Here’s another observation: when I deploy without health checks, the curl command to check the health is nearly instantaneous… ~0.01ms). However, deploying with health checks takes ~1.5s to return. And if I try a few more times, 2 or 3, the app gets stuck and this shows up:

[PR03] could not find a good candidate within 90 attempts at load balancing. last error: [PR01] no known healthy instances found for route tcp/443. (hint: is your app shut down? is there an ongoing deployment with a volume or are you using the ‘immediate’ strategy? have your app’s instances all reached their hard limit?)

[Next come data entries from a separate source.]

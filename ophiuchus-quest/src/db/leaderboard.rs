//! Leaderboard persistence and ranking queries
//!
//! Rank is defined as `count(players with more points) + 1`, so tied
//! scores share a rank (non-dense ranking). Page ordering breaks ties
//! deterministically by user ID.

use serde::Serialize;
use sqlx::{Row, SqlitePool};

use ophiuchus_common::models::LeaderboardEntry;
use ophiuchus_common::{Error, Result};

/// A leaderboard entry together with its shared rank
#[derive(Debug, Clone, Serialize)]
pub struct RankedEntry {
    pub rank: i64,
    #[serde(flatten)]
    pub entry: LeaderboardEntry,
}

/// Upsert a user's rollup row (called inside the archival transaction)
pub async fn upsert_entry<'e, E>(executor: E, entry: &LeaderboardEntry) -> Result<()>
where
    E: sqlx::Executor<'e, Database = sqlx::Sqlite>,
{
    sqlx::query(
        r#"
        INSERT INTO leaderboard (
            user_id, username, spotify_user_id, total_points,
            total_games_completed, highest_single_game_points, last_played_at
        ) VALUES (?, ?, ?, ?, ?, ?, ?)
        ON CONFLICT(user_id) DO UPDATE SET
            username = excluded.username,
            spotify_user_id = excluded.spotify_user_id,
            total_points = excluded.total_points,
            total_games_completed = excluded.total_games_completed,
            highest_single_game_points = excluded.highest_single_game_points,
            last_played_at = excluded.last_played_at
        "#,
    )
    .bind(&entry.user_id)
    .bind(&entry.username)
    .bind(&entry.spotify_user_id)
    .bind(entry.total_points)
    .bind(entry.total_games_completed)
    .bind(entry.highest_single_game_points)
    .bind(entry.last_played_at.to_rfc3339())
    .execute(executor)
    .await?;

    Ok(())
}

/// Load a user's rollup row
pub async fn load_entry<'e, E>(executor: E, user_id: &str) -> Result<Option<LeaderboardEntry>>
where
    E: sqlx::Executor<'e, Database = sqlx::Sqlite>,
{
    let row = sqlx::query(
        r#"
        SELECT user_id, username, spotify_user_id, total_points,
               total_games_completed, highest_single_game_points, last_played_at
        FROM leaderboard
        WHERE user_id = ?
        "#,
    )
    .bind(user_id)
    .fetch_optional(executor)
    .await?;

    row.map(entry_from_row).transpose()
}

/// Ranked page of top players, ordered by points descending with
/// user-ID tiebreak
pub async fn top_players(pool: &SqlitePool, limit: i64, skip: i64) -> Result<Vec<RankedEntry>> {
    let rows = sqlx::query(
        r#"
        SELECT user_id, username, spotify_user_id, total_points,
               total_games_completed, highest_single_game_points, last_played_at,
               (SELECT COUNT(*) FROM leaderboard other
                WHERE other.total_points > leaderboard.total_points) + 1 AS rank
        FROM leaderboard
        ORDER BY total_points DESC, user_id ASC
        LIMIT ? OFFSET ?
        "#,
    )
    .bind(limit)
    .bind(skip)
    .fetch_all(pool)
    .await?;

    rows.into_iter()
        .map(|row| {
            let rank: i64 = row.get("rank");
            Ok(RankedEntry {
                rank,
                entry: entry_from_row(row)?,
            })
        })
        .collect()
}

/// Shared rank for a user: players with strictly more points, plus one.
/// None when the user has no leaderboard row yet.
pub async fn rank_of(pool: &SqlitePool, user_id: &str) -> Result<Option<i64>> {
    let points: Option<i64> =
        sqlx::query_scalar("SELECT total_points FROM leaderboard WHERE user_id = ?")
            .bind(user_id)
            .fetch_optional(pool)
            .await?;

    match points {
        Some(points) => {
            let ahead: i64 =
                sqlx::query_scalar("SELECT COUNT(*) FROM leaderboard WHERE total_points > ?")
                    .bind(points)
                    .fetch_one(pool)
                    .await?;
            Ok(Some(ahead + 1))
        }
        None => Ok(None),
    }
}

/// Total number of ranked players
pub async fn player_count(pool: &SqlitePool) -> Result<i64> {
    let count: i64 = sqlx::query_scalar("SELECT COUNT(*) FROM leaderboard")
        .fetch_one(pool)
        .await?;
    Ok(count)
}

fn entry_from_row(row: sqlx::sqlite::SqliteRow) -> Result<LeaderboardEntry> {
    let last_played_at: String = row.get("last_played_at");
    let last_played_at = chrono::DateTime::parse_from_rfc3339(&last_played_at)
        .map_err(|e| Error::Internal(format!("Failed to parse last_played_at: {}", e)))?
        .with_timezone(&chrono::Utc);

    Ok(LeaderboardEntry {
        user_id: row.get("user_id"),
        username: row.get("username"),
        spotify_user_id: row.get("spotify_user_id"),
        total_points: row.get("total_points"),
        total_games_completed: row.get("total_games_completed"),
        highest_single_game_points: row.get("highest_single_game_points"),
        last_played_at,
    })
}

#[cfg(test)]
mod tests {
    use super::*;
    use chrono::Utc;
    use ophiuchus_common::db::create_tables;

    fn entry(user_id: &str, points: i64) -> LeaderboardEntry {
        LeaderboardEntry {
            user_id: user_id.to_string(),
            username: format!("user {}", user_id),
            spotify_user_id: format!("sp-{}", user_id),
            total_points: points,
            total_games_completed: 1,
            highest_single_game_points: points,
            last_played_at: Utc::now(),
        }
    }

    async fn pool() -> SqlitePool {
        let pool = SqlitePool::connect("sqlite::memory:").await.unwrap();
        create_tables(&pool).await.unwrap();
        pool
    }

    #[tokio::test]
    async fn test_tied_scores_share_a_rank() {
        let pool = pool().await;
        upsert_entry(&pool, &entry("a", 100)).await.unwrap();
        upsert_entry(&pool, &entry("b", 100)).await.unwrap();
        upsert_entry(&pool, &entry("c", 80)).await.unwrap();

        assert_eq!(rank_of(&pool, "a").await.unwrap(), Some(1));
        assert_eq!(rank_of(&pool, "b").await.unwrap(), Some(1));
        assert_eq!(rank_of(&pool, "c").await.unwrap(), Some(3));
        assert_eq!(rank_of(&pool, "missing").await.unwrap(), None);
    }

    #[tokio::test]
    async fn test_top_players_order_and_pagination() {
        let pool = pool().await;
        upsert_entry(&pool, &entry("a", 100)).await.unwrap();
        upsert_entry(&pool, &entry("b", 100)).await.unwrap();
        upsert_entry(&pool, &entry("c", 80)).await.unwrap();
        upsert_entry(&pool, &entry("d", 120)).await.unwrap();

        let page = top_players(&pool, 10, 0).await.unwrap();
        let ids: Vec<&str> = page.iter().map(|r| r.entry.user_id.as_str()).collect();
        // Ties broken by user_id ascending
        assert_eq!(ids, vec!["d", "a", "b", "c"]);

        let ranks: Vec<i64> = page.iter().map(|r| r.rank).collect();
        assert_eq!(ranks, vec![1, 2, 2, 4]);

        let second_page = top_players(&pool, 2, 2).await.unwrap();
        let ids: Vec<&str> = second_page.iter().map(|r| r.entry.user_id.as_str()).collect();
        assert_eq!(ids, vec!["b", "c"]);

        assert_eq!(player_count(&pool).await.unwrap(), 4);
    }
}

This doesn’t happen ever if I skip health checks.

@lubien found the issue!!! :face_exhaling:

Broken config:

app = "my-app"
primary_region = "sjc"

[build]

[http_service]
  internal_port = 8443
  force_https = true
  auto_stop_machines = true
  auto_start_machines = true
  min_machines_running = 1
  processes = ["app"]
  [[http_service.checks]]
    grace_period = "10s"
    interval = "1m0s"
    method = "GET"
    path = "/"
    timeout = "5s"
    protocol = "https"

Solution: remove protocol = "https" from the sub-section.

I don’t know why. Perhaps the fly.io team may want to see why this is so fragile. Would be great to have seen a suggestion stating that protocol = "https" was not needed/bad/etc.

Anyway… problem averted! Thanks a lot for the help!

1 Like

Thanks for the heads up!

We are already looking into improving some of that experiece:

Thanks for sharing your feedback on the protocol bit!

This topic was automatically closed 7 days after the last reply. New replies are no longer allowed.